**Assigned task:**
Where the word "parties" shows up in the entries below, please copy the whole line.

Extracted records:
● ● ●
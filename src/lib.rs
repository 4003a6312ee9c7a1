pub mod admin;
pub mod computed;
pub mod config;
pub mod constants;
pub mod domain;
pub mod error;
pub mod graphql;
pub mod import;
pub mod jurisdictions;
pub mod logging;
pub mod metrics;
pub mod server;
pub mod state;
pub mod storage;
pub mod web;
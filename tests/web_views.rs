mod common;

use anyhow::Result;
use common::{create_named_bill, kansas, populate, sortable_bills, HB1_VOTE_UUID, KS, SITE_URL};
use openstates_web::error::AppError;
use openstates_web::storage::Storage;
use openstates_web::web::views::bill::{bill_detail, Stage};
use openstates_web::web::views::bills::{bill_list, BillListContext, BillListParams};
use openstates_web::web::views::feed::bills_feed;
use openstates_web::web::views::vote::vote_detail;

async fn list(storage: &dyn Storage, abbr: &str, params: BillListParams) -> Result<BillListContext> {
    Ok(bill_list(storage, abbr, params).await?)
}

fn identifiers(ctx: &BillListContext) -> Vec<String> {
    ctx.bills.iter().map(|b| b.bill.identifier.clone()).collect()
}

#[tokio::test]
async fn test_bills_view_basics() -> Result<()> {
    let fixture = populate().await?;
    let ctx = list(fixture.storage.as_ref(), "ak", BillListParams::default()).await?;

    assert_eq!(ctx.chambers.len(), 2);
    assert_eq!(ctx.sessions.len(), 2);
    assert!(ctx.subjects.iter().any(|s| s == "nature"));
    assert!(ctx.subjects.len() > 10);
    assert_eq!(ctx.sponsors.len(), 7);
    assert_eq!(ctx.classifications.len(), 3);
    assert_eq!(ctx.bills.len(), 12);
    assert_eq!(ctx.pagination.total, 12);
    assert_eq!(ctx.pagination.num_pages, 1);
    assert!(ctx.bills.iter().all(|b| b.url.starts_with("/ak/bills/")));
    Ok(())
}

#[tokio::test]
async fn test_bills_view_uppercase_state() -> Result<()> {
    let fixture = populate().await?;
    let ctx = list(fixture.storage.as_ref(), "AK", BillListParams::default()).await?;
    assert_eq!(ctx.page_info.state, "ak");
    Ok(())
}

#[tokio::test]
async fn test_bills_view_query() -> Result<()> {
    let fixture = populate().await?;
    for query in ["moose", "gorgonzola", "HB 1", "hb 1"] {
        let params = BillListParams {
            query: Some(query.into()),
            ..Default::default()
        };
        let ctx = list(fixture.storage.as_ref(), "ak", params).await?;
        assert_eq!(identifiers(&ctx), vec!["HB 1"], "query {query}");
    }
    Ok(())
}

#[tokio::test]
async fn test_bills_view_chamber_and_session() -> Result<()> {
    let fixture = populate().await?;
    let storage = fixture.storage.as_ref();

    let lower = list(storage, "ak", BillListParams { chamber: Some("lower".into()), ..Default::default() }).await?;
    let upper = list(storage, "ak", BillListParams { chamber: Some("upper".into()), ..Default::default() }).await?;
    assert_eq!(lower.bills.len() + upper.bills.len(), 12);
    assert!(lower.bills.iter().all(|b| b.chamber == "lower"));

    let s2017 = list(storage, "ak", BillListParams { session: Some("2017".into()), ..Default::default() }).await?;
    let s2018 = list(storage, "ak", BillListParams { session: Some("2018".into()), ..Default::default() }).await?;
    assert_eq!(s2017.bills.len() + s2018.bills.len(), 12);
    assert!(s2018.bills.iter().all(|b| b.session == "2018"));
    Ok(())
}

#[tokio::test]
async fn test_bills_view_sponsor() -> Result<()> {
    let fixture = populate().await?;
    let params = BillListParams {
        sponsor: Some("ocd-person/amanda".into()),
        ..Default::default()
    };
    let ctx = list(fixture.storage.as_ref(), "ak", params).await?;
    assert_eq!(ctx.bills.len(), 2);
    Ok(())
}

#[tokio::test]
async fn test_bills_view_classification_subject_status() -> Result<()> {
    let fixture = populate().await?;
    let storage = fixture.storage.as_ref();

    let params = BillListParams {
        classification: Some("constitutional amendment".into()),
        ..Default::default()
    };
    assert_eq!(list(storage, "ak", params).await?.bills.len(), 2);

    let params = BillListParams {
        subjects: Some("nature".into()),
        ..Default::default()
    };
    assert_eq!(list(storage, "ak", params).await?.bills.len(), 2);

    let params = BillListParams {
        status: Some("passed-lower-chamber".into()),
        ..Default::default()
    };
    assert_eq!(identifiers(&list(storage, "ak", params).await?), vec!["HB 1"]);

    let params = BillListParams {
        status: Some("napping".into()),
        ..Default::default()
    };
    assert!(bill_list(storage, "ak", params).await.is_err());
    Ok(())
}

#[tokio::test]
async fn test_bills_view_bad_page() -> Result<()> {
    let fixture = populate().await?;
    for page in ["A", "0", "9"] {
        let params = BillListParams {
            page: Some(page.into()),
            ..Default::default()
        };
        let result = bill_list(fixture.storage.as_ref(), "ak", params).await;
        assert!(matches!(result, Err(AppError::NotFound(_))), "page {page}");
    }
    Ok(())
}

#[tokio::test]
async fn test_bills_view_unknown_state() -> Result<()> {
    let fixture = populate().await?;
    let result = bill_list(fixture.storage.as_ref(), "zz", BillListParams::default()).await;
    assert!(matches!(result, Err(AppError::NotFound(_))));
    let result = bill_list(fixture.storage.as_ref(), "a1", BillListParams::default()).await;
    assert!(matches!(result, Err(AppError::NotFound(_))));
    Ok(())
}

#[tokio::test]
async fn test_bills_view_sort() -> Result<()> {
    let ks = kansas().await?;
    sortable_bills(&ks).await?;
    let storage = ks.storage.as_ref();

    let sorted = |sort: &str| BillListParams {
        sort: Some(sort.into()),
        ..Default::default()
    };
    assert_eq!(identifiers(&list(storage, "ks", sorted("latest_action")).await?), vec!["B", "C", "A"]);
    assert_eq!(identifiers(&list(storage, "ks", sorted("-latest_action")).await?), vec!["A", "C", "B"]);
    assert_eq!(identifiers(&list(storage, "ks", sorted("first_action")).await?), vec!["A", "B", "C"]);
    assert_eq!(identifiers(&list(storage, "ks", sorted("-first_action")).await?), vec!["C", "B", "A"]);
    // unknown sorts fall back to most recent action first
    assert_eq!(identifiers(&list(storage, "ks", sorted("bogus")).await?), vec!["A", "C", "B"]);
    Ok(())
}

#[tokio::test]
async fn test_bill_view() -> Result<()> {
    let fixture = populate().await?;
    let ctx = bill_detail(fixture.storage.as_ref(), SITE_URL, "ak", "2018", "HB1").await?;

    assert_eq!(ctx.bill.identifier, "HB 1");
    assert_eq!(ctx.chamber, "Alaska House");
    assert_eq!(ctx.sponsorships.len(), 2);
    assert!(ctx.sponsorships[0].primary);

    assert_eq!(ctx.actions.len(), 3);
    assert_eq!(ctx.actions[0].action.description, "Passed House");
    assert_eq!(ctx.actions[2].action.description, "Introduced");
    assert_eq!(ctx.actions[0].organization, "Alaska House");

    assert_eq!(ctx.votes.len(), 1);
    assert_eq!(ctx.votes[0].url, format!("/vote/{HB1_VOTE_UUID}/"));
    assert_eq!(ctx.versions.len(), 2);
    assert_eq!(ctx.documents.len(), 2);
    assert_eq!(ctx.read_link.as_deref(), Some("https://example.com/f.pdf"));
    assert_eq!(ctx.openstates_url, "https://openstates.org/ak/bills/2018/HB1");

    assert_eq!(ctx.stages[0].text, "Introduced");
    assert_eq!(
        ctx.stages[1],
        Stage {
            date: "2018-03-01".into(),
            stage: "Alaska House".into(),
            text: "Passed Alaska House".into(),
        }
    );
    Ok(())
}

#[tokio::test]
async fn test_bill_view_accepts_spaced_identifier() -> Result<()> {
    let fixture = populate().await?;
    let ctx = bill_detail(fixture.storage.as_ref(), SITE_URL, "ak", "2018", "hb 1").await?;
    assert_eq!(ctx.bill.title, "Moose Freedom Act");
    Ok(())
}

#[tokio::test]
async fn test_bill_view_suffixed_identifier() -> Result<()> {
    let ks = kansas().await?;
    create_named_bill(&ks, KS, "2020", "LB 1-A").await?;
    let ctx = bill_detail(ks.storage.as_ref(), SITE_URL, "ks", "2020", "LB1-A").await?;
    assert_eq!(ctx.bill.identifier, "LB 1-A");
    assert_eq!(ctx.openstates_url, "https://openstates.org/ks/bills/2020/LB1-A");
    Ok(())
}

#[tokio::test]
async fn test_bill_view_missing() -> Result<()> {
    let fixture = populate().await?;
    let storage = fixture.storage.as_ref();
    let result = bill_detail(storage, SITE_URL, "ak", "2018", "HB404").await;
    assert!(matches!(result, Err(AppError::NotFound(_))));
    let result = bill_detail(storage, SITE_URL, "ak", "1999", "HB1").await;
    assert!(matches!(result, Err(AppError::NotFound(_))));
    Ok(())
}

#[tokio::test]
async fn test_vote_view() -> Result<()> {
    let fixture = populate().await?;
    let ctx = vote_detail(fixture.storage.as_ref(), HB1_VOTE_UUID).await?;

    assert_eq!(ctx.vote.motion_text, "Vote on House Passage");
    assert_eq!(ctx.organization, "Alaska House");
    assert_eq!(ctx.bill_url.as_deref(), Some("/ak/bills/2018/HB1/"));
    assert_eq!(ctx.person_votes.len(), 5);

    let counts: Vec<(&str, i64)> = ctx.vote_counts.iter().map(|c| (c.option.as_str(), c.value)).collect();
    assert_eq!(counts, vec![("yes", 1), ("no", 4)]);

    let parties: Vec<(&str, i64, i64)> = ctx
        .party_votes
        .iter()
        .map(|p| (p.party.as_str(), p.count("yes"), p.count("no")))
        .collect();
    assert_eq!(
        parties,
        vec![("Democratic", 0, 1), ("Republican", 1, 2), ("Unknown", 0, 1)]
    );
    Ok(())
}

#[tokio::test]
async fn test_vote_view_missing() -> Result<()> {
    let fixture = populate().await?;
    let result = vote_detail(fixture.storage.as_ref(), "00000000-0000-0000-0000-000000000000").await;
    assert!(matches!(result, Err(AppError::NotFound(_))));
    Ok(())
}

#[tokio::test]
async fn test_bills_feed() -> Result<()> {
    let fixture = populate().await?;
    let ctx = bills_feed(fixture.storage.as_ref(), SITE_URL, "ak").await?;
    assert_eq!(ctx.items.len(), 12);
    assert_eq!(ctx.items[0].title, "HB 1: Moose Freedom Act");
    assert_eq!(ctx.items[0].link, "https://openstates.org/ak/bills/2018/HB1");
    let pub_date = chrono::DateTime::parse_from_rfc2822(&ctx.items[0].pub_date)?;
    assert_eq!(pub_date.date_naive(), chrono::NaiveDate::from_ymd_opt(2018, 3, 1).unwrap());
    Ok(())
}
● ● ●
**Finished task:**
    let parties: Vec<(&str, i64, i64)> = ctx
        parties,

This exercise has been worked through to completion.